As many as 150 of the loggers are trying to defect to South Korea, according to government sources in Seoul. North Korea angrily denies the reports, describing them as 'rumour, unfounded propaganda and sheer fabrication'. But one of the escapees, contacted this week in the Russian Far East city of Vladivostok, said economic hardship at home and bad living conditions in the camps were driving many of the loggers to think seriously of defecting.

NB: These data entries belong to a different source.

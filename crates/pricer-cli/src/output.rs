//! Output formatting utilities

use clap::ValueEnum;
use colored::Colorize;
use serde::Serialize;
use tabled::{settings::Style, Table, Tabled};

/// Output format for CLI commands
#[derive(Debug, Clone, Copy, Default, PartialEq, Eq, ValueEnum)]
pub enum OutputFormat {
    /// Table format (default)
    #[default]
    Table,
    /// JSON format
    Json,
}

/// Print a table from a list of items
pub fn print_table<T: Tabled>(items: &[T]) {
    if items.is_empty() {
        println!("{}", "No items found".yellow());
        return;
    }
    let table = Table::new(items).with(Style::rounded()).to_string();
    println!("{}", table);
}

/// Print any response as pretty JSON
pub fn print_json<T: Serialize + ?Sized>(value: &T) -> anyhow::Result<()> {
    println!("{}", serde_json::to_string_pretty(value)?);
    Ok(())
}

/// Print a success message
pub fn print_success(message: &str) {
    println!("{} {}", "✓".green().bold(), message);
}

/// Print an error message
pub fn print_error(message: &str) {
    eprintln!("{} {}", "✗".red().bold(), message);
}

/// Print an info message
pub fn print_info(message: &str) {
    println!("{} {}", "ℹ".blue().bold(), message);
}

/// Format bytes as human-readable string
pub fn format_bytes(bytes: u64) -> String {
    const KB: u64 = 1024;
    const MB: u64 = KB * 1024;
    const GB: u64 = MB * 1024;

    if bytes >= GB {
        format!("{:.2}Gi", bytes as f64 / GB as f64)
    } else if bytes >= MB {
        format!("{:.2}Mi", bytes as f64 / MB as f64)
    } else if bytes >= KB {
        format!("{:.2}Ki", bytes as f64 / KB as f64)
    } else {
        format!("{}B", bytes)
    }
}

/// Prices arrive pre-formatted with two decimals
pub fn format_price(price: &str) -> String {
    format!("${}", price)
}

/// Format seconds of uptime as `1d 2h 3m`
pub fn format_uptime(seconds: i64) -> String {
    let seconds = seconds.max(0);
    let days = seconds / 86_400;
    let hours = (seconds % 86_400) / 3_600;
    let minutes = (seconds % 3_600) / 60;

    if days > 0 {
        format!("{}d {}h {}m", days, hours, minutes)
    } else if hours > 0 {
        format!("{}h {}m", hours, minutes)
    } else if minutes > 0 {
        format!("{}m {}s", minutes, seconds % 60)
    } else {
        format!("{}s", seconds)
    }
}

/// Shorten a hex checksum for tables
pub fn short_checksum(checksum: &str) -> String {
    checksum.chars().take(12).collect()
}

/// Color status based on value
pub fn color_status(status: &str) -> String {
    match status.to_lowercase().as_str() {
        "healthy" | "ready" => status.green().to_string(),
        "degraded" => status.yellow().to_string(),
        "unhealthy" | "not ready" => status.red().to_string(),
        _ => status.to_string(),
    }
}

/// Color a market tier label
pub fn color_tier(tier: &str) -> String {
    if tier.starts_with("Luxury") {
        tier.magenta().bold().to_string()
    } else if tier.starts_with("Standard") {
        tier.cyan().to_string()
    } else {
        tier.to_string()
    }
}

#[cfg(test)]
mod tests {
    use super::*;

    #[test]
    fn test_format_bytes() {
        assert_eq!(format_bytes(512), "512B");
        assert_eq!(format_bytes(2048), "2.00Ki");
        assert_eq!(format_bytes(3 * 1024 * 1024), "3.00Mi");
    }

    #[test]
    fn test_format_uptime() {
        assert_eq!(format_uptime(42), "42s");
        assert_eq!(format_uptime(125), "2m 5s");
        assert_eq!(format_uptime(3_700), "1h 1m");
        assert_eq!(format_uptime(90_000), "1d 1h 0m");
        assert_eq!(format_uptime(-5), "0s");
    }

    #[test]
    fn test_short_checksum() {
        assert_eq!(short_checksum("0123456789abcdef0123"), "0123456789ab");
        assert_eq!(short_checksum("abc"), "abc");
    }

    #[test]
    fn test_format_price() {
        assert_eq!(format_price("434.00"), "$434.00");
    }
}
pub mod quote;
pub mod status;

Park Dong Bok, who comes from the northern part of North Korea, close to the Chinese border, had been working for two years in one of the Siberian timber camps close to the city of Khabarovsk. Although on Russian territory, the 16 camps are run entirely by North Koreans, watched over by Pyongyang's notorious security police who confiscate passports so workers cannot travel, even within Russia. Russian officials are not allowed inside the camps, despite reports of serious abuses, but they tolerate this because the North Koreans are an exceedingly cheap labour force. A portion of the timber is given to Russia and the rest goes to North Korea.

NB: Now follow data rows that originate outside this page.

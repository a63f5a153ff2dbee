//! Nightly Rate Pricer CLI
//!
//! A command-line tool for requesting quotes and inspecting a running
//! pricing server.

mod client;
mod commands;
mod config;
mod output;

use anyhow::Result;
use clap::{Parser, Subcommand};
use commands::{quote, status};

/// Nightly Rate Pricer CLI
#[derive(Parser)]
#[command(name = "pricer")]
#[command(author, version, about = "CLI for the Nightly Rate Pricer", long_about = None)]
pub struct Cli {
    /// API endpoint URL (can also be set via PRICER_API_URL env var)
    #[arg(long, env = "PRICER_API_URL")]
    pub api_url: Option<String>,

    /// Output format
    #[arg(long, short)]
    pub format: Option<output::OutputFormat>,

    #[command(subcommand)]
    pub command: Commands,
}

#[derive(Subcommand)]
pub enum Commands {
    /// Quote a nightly rate for a listing
    Quote(quote::QuoteArgs),

    /// Show server health and readiness
    Health,

    /// Show the loaded model artifacts
    Models,
}

#[tokio::main]
async fn main() -> Result<()> {
    let cli = Cli::parse();
    let config = config::Config::load()?;

    let format = config.resolve_format(cli.format)?;
    let client = client::ApiClient::new(&config.resolve_api_url(cli.api_url))?;

    match cli.command {
        Commands::Quote(args) => {
            quote::quote(
                &client,
                &args,
                config.default_neighborhood.as_deref(),
                format,
            )
            .await?;
        }
        Commands::Health => {
            status::show_health(&client, format).await?;
        }
        Commands::Models => {
            status::show_models(&client, format).await?;
        }
    }

    Ok(())
}
//! Built-in programming jokes

use rand::seq::SliceRandom;

use super::JokeSource;

const JOKES: &[&str] = &[
    "There are 10 kinds of people in the world: those who understand binary and those who don't.",
    "Why do programmers prefer dark mode? Because light attracts bugs.",
    "A SQL query walks into a bar, walks up to two tables and asks: can I join you?",
    "How many programmers does it take to change a light bulb? None, that's a hardware problem.",
    "I would tell you a UDP joke, but you might not get it.",
    "Why did the developer go broke? Because he used up all his cache.",
    "Debugging is like being the detective in a crime movie where you are also the murderer.",
    "The best thing about a boolean is that even if you are wrong, you are only off by a bit.",
    "Why do Java developers wear glasses? Because they don't C sharp.",
    "Knock knock. Race condition. Who's there?",
    "There are only two hard things in computer science: cache invalidation, naming things, and off-by-one errors.",
    "A programmer's partner says: go to the store and buy a loaf of bread, and if they have eggs, buy a dozen. The programmer comes home with twelve loaves.",
];

/// Picks a random joke from a fixed list
#[derive(Debug, Default, Clone, Copy)]
pub struct BuiltinJokes;

impl JokeSource for BuiltinJokes {
    fn random(&self) -> String {
        JOKES
            .choose(&mut rand::thread_rng())
            .copied()
            .unwrap_or_default()
            .to_string()
    }
}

Mr Park is 36, and like all the lumberjacks in Siberia - estimated at between 15,000 and 20,000 - he has a wife and family back in North Korea. The loggers' families act as virtual hostages to discourage defection attempts.

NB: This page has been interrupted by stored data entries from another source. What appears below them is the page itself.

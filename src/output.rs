//! Output sink: where spoken responses go

use async_trait::async_trait;

/// Converts text to speech
///
/// Speaking is synchronous from the caller's point of view: `speak` returns
/// once the text has been delivered. It cannot fail; implementations log
/// their own errors.
#[async_trait(?Send)]
pub trait OutputSink {
    /// Deliver one response
    async fn speak(&self, text: &str);
}

/// Prints responses to the terminal
#[derive(Debug, Default)]
pub struct ConsoleOutput;

#[async_trait(?Send)]
impl OutputSink for ConsoleOutput {
    async fn speak(&self, text: &str) {
        println!("Herald: {text}");
    }
}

Though the workers initially volunteer to come to Russia, conditions are reminiscent of Stalin's forced labour camps of the 1950s. Life is unpleasant, particularly in the winter when there is no heating - though food rations were better than at home, said Mr Park: the loggers received rice every day, meat twice a month - usually pork imported from China - and grew their own vegetables. In North Korea most people receive meat only on a few feast days, and rice is often replaced with low-quality cornmeal.
But discipline in the camps was harsh, he said. There were frequent beatings by camp guards, and two types of prison: a log house for minor infractions and solitary confinement cells for 'ideological crimes', such as criticising the government of Kim Il Sung. The loggers dreaded these prisons: sleep was impossible, rations were reduced, beatings were commonplace and not all prisoners got out alive. The work day began at 5am, and continued until 8pm in the summer, 5pm in the shorter winter days. Rest days were rare. Each logger received one new set of clothes per year, and most worked for three years before returning home. They earned an average of dollars 25 a month (paid in North Korean won), and those able to cut 50 per cent more than their target could earn a maximum of dollars 40 a month.
To supplement their income, some of the loggers secretly distilled alcohol in the forest and sold it to Russians who came to the perimeter fences at night. Russian prostitutes also arrived at night.
Mr Park was driven to defect by news from home. Because his father had retired, his family's food ration had been reduced, and to supplement their diet his mother started dealing on the black market. She was discovered, and the family was deported to a poor mountain area as punishment. His wife divorced him and took her two children with her.
With nothing to hold him back, Mr Park decided to escape and seek asylum in South Korea. Other North Koreans he worked with escaped because of hardship at home, and the news about the outside world that they received from illicit contacts with Russians. Since South Korea opened a consulate in Vladivostok last year, the North Koreans have made this city their first destination: it is several hundred miles from the logging camps, compared with the 5,000-mile journey to the next South Korean diplomatic post in Moscow.
Mr Park, who speaks a little Russian, is hiding in Vladivostok until his asylum request is processed. He is afraid North Korean agents will track him down. The South Korean government is still debating whether to accept the asylum requests. Normally Seoul receives only a handful every year, from North Korean diplomats in Africa or Asia.
Officials are concerned that, if all the loggers are accepted, many more may flee the camps, upsetting relations with Moscow and the tentative peace talks with Pyongyang.
Russian journalists first brought the plight of the North Koreans to light in 1991. The existence of the camps, which first started operating in the 1950s, has been kept secret, and few Russians know about them.
North Korea's official news agency betrayed the government's embarrassment, saying reports of defecting loggers were 'a malicious abuse and slander' and 'an unpardonable insult to the Korean working class, who are masters of the country'.